- [Work to complete]: A verbatim transcript of the lines below, starting at the first and ending with the one that holds "impl Related<super::institute::Entity> for", is what should be produced.

[Dataset entries]
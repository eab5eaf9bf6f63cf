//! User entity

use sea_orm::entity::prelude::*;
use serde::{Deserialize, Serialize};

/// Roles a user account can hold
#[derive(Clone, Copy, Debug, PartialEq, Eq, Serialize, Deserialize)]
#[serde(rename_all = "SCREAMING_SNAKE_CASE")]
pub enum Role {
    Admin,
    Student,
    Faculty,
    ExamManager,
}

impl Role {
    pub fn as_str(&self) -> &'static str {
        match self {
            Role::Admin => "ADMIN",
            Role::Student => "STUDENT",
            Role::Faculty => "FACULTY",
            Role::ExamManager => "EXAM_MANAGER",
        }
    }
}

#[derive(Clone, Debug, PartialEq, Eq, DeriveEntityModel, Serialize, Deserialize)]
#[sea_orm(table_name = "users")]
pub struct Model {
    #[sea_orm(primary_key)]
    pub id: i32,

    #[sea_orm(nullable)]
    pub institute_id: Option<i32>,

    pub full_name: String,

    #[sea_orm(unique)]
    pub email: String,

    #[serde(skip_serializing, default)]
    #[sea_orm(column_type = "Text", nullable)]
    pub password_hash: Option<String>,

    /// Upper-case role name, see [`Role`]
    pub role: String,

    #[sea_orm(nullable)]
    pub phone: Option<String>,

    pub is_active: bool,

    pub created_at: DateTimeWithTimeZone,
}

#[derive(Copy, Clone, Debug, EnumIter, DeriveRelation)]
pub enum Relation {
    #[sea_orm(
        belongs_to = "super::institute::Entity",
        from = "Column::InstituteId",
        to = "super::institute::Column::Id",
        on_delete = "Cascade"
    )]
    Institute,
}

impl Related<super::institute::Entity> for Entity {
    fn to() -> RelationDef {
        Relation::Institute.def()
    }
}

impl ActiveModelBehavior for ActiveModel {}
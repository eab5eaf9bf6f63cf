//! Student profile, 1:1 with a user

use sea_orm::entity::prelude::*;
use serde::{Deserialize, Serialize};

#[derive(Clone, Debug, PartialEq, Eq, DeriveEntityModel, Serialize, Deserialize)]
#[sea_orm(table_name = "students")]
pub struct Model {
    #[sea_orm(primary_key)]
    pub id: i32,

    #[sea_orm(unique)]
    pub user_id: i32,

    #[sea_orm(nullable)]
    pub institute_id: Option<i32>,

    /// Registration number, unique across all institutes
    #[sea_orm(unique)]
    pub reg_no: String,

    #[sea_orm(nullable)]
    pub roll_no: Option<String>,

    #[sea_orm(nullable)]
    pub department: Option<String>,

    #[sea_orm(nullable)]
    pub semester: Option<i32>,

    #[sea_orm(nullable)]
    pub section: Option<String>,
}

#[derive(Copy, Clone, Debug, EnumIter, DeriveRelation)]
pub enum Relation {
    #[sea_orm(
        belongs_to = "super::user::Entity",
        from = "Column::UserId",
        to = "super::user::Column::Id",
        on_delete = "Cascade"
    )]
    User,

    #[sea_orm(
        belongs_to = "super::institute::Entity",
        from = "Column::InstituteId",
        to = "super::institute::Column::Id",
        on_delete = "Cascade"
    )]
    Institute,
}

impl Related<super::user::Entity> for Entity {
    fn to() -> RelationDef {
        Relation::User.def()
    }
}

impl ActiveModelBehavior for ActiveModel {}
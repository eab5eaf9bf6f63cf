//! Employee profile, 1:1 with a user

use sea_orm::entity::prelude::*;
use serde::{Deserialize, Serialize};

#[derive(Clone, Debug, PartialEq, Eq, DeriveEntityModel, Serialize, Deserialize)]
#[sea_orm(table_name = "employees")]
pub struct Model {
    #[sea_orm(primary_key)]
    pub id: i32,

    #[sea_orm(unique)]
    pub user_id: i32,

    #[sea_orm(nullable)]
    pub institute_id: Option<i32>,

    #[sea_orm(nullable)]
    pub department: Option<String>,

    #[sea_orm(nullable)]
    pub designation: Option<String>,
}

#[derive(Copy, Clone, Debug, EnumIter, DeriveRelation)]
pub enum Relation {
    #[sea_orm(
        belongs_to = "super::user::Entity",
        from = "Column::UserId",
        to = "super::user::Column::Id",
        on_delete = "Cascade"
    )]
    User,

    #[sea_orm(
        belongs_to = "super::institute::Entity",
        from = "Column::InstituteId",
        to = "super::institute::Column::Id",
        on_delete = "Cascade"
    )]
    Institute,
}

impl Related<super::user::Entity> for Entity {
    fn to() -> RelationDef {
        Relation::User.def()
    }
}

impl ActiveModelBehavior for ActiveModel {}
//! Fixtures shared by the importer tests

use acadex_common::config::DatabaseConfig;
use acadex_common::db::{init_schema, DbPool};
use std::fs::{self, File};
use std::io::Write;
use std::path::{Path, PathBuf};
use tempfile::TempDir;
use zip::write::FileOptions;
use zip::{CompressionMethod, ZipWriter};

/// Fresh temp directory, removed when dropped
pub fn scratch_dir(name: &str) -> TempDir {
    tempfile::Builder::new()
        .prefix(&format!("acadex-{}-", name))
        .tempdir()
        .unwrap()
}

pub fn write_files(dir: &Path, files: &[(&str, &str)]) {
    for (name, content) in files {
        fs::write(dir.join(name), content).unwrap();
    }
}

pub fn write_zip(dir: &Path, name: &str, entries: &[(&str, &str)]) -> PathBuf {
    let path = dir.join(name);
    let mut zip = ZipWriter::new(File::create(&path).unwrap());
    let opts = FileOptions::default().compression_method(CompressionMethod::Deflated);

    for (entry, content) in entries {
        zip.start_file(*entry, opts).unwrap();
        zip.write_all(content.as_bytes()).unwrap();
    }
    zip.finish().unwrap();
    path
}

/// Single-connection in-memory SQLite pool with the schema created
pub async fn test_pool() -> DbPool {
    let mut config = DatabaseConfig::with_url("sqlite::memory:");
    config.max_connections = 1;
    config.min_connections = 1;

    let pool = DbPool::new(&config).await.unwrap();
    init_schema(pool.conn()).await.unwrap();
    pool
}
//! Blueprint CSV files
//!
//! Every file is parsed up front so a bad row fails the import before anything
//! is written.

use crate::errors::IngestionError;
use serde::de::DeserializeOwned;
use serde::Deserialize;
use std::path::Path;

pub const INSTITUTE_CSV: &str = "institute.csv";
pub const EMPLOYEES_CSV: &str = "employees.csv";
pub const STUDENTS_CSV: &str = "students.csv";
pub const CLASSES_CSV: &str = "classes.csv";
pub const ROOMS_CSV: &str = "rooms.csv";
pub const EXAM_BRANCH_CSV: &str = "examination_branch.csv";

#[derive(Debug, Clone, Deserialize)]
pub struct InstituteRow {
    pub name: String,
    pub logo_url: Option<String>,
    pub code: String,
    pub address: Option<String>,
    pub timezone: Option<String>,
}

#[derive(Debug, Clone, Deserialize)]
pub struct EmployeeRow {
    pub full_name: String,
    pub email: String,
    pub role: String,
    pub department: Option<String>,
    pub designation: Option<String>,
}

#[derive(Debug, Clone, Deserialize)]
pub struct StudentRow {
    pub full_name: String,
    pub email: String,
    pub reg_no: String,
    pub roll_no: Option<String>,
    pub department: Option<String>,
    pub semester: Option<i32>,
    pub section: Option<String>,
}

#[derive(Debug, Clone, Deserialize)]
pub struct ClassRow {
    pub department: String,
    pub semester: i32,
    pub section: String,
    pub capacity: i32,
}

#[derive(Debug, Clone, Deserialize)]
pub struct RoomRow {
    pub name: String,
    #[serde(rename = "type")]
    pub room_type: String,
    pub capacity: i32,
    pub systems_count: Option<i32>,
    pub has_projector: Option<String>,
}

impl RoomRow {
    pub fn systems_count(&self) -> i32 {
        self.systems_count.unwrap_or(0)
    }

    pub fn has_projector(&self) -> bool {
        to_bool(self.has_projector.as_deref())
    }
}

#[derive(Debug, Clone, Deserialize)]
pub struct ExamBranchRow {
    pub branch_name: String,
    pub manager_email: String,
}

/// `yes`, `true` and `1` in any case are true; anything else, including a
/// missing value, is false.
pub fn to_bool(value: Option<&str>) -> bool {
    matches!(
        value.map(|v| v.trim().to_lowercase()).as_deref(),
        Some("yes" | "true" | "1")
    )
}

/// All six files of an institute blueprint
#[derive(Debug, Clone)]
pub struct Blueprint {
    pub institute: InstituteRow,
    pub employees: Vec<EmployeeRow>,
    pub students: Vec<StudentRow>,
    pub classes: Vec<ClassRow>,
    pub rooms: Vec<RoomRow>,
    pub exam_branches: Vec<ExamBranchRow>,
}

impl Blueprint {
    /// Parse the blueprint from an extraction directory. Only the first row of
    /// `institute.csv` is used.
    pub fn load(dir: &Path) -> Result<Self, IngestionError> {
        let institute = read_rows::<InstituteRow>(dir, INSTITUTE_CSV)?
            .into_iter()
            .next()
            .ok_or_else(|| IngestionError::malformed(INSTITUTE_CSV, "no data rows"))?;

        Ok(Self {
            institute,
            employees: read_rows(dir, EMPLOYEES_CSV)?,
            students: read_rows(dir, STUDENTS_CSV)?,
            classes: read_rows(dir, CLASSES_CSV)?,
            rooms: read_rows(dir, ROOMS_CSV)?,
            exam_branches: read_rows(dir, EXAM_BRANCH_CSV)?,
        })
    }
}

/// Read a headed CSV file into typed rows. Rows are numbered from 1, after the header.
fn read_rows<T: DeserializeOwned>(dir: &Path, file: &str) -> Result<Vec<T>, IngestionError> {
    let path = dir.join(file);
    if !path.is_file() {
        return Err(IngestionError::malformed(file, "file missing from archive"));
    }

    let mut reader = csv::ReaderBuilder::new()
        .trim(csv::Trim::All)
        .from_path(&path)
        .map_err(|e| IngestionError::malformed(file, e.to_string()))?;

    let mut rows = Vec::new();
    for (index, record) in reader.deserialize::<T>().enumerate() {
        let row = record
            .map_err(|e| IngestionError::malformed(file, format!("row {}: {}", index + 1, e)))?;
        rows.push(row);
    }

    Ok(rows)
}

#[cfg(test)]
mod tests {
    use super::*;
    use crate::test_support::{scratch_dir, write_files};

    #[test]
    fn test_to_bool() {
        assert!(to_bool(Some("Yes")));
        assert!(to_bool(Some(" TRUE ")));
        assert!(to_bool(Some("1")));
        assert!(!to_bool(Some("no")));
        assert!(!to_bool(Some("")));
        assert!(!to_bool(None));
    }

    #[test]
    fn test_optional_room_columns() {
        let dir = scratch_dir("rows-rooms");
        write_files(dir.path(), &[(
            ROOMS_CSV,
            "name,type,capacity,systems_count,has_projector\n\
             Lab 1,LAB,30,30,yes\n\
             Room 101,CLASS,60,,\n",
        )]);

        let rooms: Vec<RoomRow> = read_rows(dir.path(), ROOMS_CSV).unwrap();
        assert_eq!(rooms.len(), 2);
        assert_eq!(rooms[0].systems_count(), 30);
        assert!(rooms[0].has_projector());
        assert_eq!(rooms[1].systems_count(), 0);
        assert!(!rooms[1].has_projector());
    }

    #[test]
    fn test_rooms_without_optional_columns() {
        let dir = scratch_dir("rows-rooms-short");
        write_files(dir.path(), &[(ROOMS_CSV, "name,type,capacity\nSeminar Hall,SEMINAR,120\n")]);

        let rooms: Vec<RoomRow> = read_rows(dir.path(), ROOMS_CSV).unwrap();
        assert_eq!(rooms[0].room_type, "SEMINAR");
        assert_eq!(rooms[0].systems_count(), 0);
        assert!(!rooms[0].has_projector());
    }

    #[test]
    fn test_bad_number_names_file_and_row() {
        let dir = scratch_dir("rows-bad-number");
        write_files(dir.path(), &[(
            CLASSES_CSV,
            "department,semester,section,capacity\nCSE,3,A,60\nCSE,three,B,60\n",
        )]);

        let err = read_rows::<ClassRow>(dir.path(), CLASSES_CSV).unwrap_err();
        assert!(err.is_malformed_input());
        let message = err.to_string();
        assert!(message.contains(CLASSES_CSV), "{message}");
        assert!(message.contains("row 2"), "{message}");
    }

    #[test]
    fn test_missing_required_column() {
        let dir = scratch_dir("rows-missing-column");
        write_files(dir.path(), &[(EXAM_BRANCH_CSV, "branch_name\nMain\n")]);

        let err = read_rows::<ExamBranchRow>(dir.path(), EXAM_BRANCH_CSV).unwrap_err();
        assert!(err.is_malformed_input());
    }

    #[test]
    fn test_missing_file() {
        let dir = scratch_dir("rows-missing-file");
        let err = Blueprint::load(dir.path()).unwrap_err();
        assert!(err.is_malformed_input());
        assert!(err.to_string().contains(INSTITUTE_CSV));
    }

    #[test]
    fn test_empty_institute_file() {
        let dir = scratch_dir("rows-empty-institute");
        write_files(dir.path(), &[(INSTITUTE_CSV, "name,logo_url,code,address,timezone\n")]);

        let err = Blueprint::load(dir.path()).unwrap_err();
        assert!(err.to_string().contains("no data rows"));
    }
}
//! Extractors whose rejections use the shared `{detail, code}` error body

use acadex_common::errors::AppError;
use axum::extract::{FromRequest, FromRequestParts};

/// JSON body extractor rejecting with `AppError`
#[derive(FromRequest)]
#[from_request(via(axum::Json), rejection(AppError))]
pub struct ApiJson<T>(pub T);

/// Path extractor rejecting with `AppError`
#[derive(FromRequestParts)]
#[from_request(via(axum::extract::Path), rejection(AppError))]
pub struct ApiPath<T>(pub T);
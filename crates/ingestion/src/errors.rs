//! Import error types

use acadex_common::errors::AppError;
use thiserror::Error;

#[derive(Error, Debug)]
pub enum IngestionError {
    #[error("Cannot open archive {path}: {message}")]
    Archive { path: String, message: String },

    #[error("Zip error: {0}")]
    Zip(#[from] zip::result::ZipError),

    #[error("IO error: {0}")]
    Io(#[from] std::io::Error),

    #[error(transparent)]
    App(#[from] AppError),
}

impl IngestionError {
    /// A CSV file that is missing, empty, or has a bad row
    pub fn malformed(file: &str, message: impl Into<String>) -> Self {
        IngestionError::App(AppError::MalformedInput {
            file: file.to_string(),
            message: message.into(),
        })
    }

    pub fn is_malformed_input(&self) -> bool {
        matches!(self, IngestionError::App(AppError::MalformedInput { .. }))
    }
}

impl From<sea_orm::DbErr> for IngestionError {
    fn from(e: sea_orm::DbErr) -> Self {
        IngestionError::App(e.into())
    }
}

- [Exercise output]:
repository eab5eaf9bf6f63cf
//! User entity

use sea_orm::entity::prelude::*;
use serde::{Deserialize, Serialize};

/// Roles a user account can hold
#[derive(Clone, Copy, Debug, PartialEq, Eq, Serialize, Deserialize)]
#[serde(rename_all = "SCREAMING_SNAKE_CASE")]
pub enum Role {
    Admin,
    Student,
    Faculty,
    ExamManager,
}

impl Role {
    pub fn as_str(&self) -> &'static str {
        match self {
            Role::Admin => "ADMIN",
            Role::Student => "STUDENT",
            Role::Faculty => "FACULTY",
            Role::ExamManager => "EXAM_MANAGER",
        }
    }
}

#[derive(Clone, Debug, PartialEq, Eq, DeriveEntityModel, Serialize, Deserialize)]
#[sea_orm(table_name = "users")]
pub struct Model {
    #[sea_orm(primary_key)]
    pub id: i32,

    #[sea_orm(nullable)]
    pub institute_id: Option<i32>,

    pub full_name: String,

    #[sea_orm(unique)]
    pub email: String,

    #[serde(skip_serializing, default)]
    #[sea_orm(column_type = "Text", nullable)]
    pub password_hash: Option<String>,

    /// Upper-case role name, see [`Role`]
    pub role: String,

    #[sea_orm(nullable)]
    pub phone: Option<String>,

    pub is_active: bool,

    pub created_at: DateTimeWithTimeZone,
}

#[derive(Copy, Clone, Debug, EnumIter, DeriveRelation)]
pub enum Relation {
    #[sea_orm(
        belongs_to = "super::institute::Entity",
        from = "Column::InstituteId",
        to = "super::institute::Column::Id",
        on_delete = "Cascade"
    )]
    Institute,
}

impl Related<super::institute::Entity> for Entity {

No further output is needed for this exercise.